Ravi Varadhan ravi.varadhan at jhu.edu
Sun Nov 15 18:46:22 CET 2015

Hi John,
My main point is not about Nelder-Mead per se.  It is *primarily* about the Nelder-Mead implementation in optim().  

The users of optim() should be cautioned regarding the default algorithm and that they should consider alternatives such as "BFGS" in optim(), or other implementations of Nelder-Mead.

Best regards,
From: ProfJCNash <profjcnash at gmail.com>
Sent: Sunday, November 15, 2015 12:21 PM
To: Ravi Varadhan; 'r-help at r-project.org'; lorenzo.isella at gmail.com
Cc: bhh at xs4all.nl; Gabor Grothendieck
Subject: Re: Cautioning optim() users about "Nelder-Mead" default - (originally) Optim instability

Not contradicting Ravi's message, but I wouldn't say Nelder-Mead is
"bad" per se.
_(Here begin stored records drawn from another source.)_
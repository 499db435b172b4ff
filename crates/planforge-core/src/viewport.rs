//! Viewport module for pan/zoom transforms between screen and world space.

use kurbo::{Point, Vec2};
use serde::{Deserialize, Serialize};

/// Pixels per meter at "100%" zoom.
pub const DEFAULT_ZOOM: f64 = 50.0;

/// Convert a screen point to world coordinates: `(screen - pan) / zoom`.
///
/// `zoom` must be positive.
pub fn screen_to_world(screen_point: Point, pan: Vec2, zoom: f64) -> Point {
    ((screen_point - pan).to_vec2() / zoom).to_point()
}

/// Convert a world point to screen coordinates: `world * zoom + pan`.
pub fn world_to_screen(world_point: Point, pan: Vec2, zoom: f64) -> Point {
    (world_point.to_vec2() * zoom).to_point() + pan
}

/// Viewport manages the 2D view transform of the plan editor.
///
/// It handles panning (translation) and zooming (scaling) operations,
/// converting between screen pixels and world meters.
#[derive(Debug, Clone, PartialEq, Serialize, Deserialize)]
pub struct Viewport {
    /// Current translation offset in screen pixels.
    pub pan: Vec2,
    /// Current zoom level in pixels per meter.
    pub zoom: f64,
    /// Minimum allowed zoom level.
    pub min_zoom: f64,
    /// Maximum allowed zoom level.
    pub max_zoom: f64,
}

impl Default for Viewport {
    fn default() -> Self {
        Self {
            pan: Vec2::ZERO,
            zoom: DEFAULT_ZOOM,
            min_zoom: 5.0,
            max_zoom: 500.0,
        }
    }
}

impl Viewport {
    /// Create a new viewport with default settings.
    pub fn new() -> Self {
        Self::default()
    }

    /// Convert a screen point to world coordinates.
    pub fn screen_to_world(&self, screen_point: Point) -> Point {
        screen_to_world(screen_point, self.pan, self.zoom)
    }

    /// Convert a world point to screen coordinates.
    pub fn world_to_screen(&self, world_point: Point) -> Point {
        world_to_screen(world_point, self.pan, self.zoom)
    }

    /// Pan the view by a delta in screen pixels.
    pub fn pan_by(&mut self, delta: Vec2) {
        self.pan += delta;
    }

    /// Zoom the view, keeping the world point under `screen_point` fixed.
    pub fn zoom_at(&mut self, screen_point: Point, factor: f64) {
        let new_zoom = (self.zoom * factor).clamp(self.min_zoom, self.max_zoom);
        if (new_zoom - self.zoom).abs() < f64::EPSILON {
            return;
        }

        let world_point = self.screen_to_world(screen_point);
        self.zoom = new_zoom;

        let new_screen = self.world_to_screen(world_point);
        self.pan += screen_point - new_screen;
    }

    /// Reset to the default pan and zoom.
    pub fn reset(&mut self) {
        self.pan = Vec2::ZERO;
        self.zoom = DEFAULT_ZOOM;
    }
}
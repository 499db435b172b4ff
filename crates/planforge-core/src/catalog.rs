//! Furniture footprint lookup.
//!
//! The furniture catalog lives outside this crate; hit testing only needs
//! each model's footprint, asked for through [`FurnitureCatalog`].

use crate::plan::Furniture;
use std::collections::HashMap;

/// Footprint used when the catalog has no entry for a model.
pub const DEFAULT_FOOTPRINT: Footprint = Footprint { width: 0.8, depth: 0.8 };

/// Unscaled plan-view size of a catalog model, in meters.
#[derive(Debug, Clone, Copy, PartialEq)]
pub struct Footprint {
    pub width: f64,
    pub depth: f64,
}

pub trait FurnitureCatalog {
    fn footprint(&self, catalog_id: &str) -> Option<Footprint>;
}

/// A catalog that knows no models.
#[derive(Debug, Clone, Copy, Default)]
pub struct NoCatalog;

impl FurnitureCatalog for NoCatalog {
    fn footprint(&self, _catalog_id: &str) -> Option<Footprint> {
        None
    }
}

/// In-memory catalog for hosts with a fixed model set, and for tests.
#[derive(Debug, Clone, Default)]
pub struct StaticCatalog {
    items: HashMap<String, Footprint>,
}

impl StaticCatalog {
    pub fn new() -> Self {
        Self::default()
    }

    pub fn with_item(mut self, catalog_id: impl Into<String>, width: f64, depth: f64) -> Self {
        self.items.insert(catalog_id.into(), Footprint { width, depth });
        self
    }
}

impl FurnitureCatalog for StaticCatalog {
    fn footprint(&self, catalog_id: &str) -> Option<Footprint> {
        self.items.get(catalog_id).copied()
    }
}

/// Scaled footprint of a placed item: width by `scale.x`, depth by `scale.z`.
pub fn item_footprint(item: &Furniture, catalog: &dyn FurnitureCatalog) -> Footprint {
    let base = catalog.footprint(&item.catalog_id).unwrap_or(DEFAULT_FOOTPRINT);
    Footprint {
        width: base.width * item.scale.x,
        depth: base.depth * item.scale.z,
    }
}

#[cfg(test)]
mod tests {
    use super::*;
    use crate::plan::Scale3;
    use kurbo::Point;

    #[test]
    fn test_missing_entry_falls_back() {
        let sofa = Furniture::new("f1", "sofa", Point::ZERO);
        assert_eq!(item_footprint(&sofa, &NoCatalog), DEFAULT_FOOTPRINT);
    }

    #[test]
    fn test_scaled_footprint() {
        let catalog = StaticCatalog::new().with_item("table", 1.6, 0.9);
        let mut table = Furniture::new("f1", "table", Point::ZERO);
        table.scale = Scale3 { x: 2.0, y: 5.0, z: 0.5 };

        let footprint = item_footprint(&table, &catalog);
        assert!((footprint.width - 3.2).abs() < 1e-12);
        assert!((footprint.depth - 0.45).abs() < 1e-12);
    }
}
It's issues are that it assumes the parameters are all on
the same scale, and the termination (not convergence) test can't use
gradients, so it tends to get "near" the optimum very quickly -- say
only 10% of the computational effort -- then spends an awful amount of
effort deciding it's got there. It often will do poorly when the
function has nearly "flat" zones e.g., long valley with very low slope.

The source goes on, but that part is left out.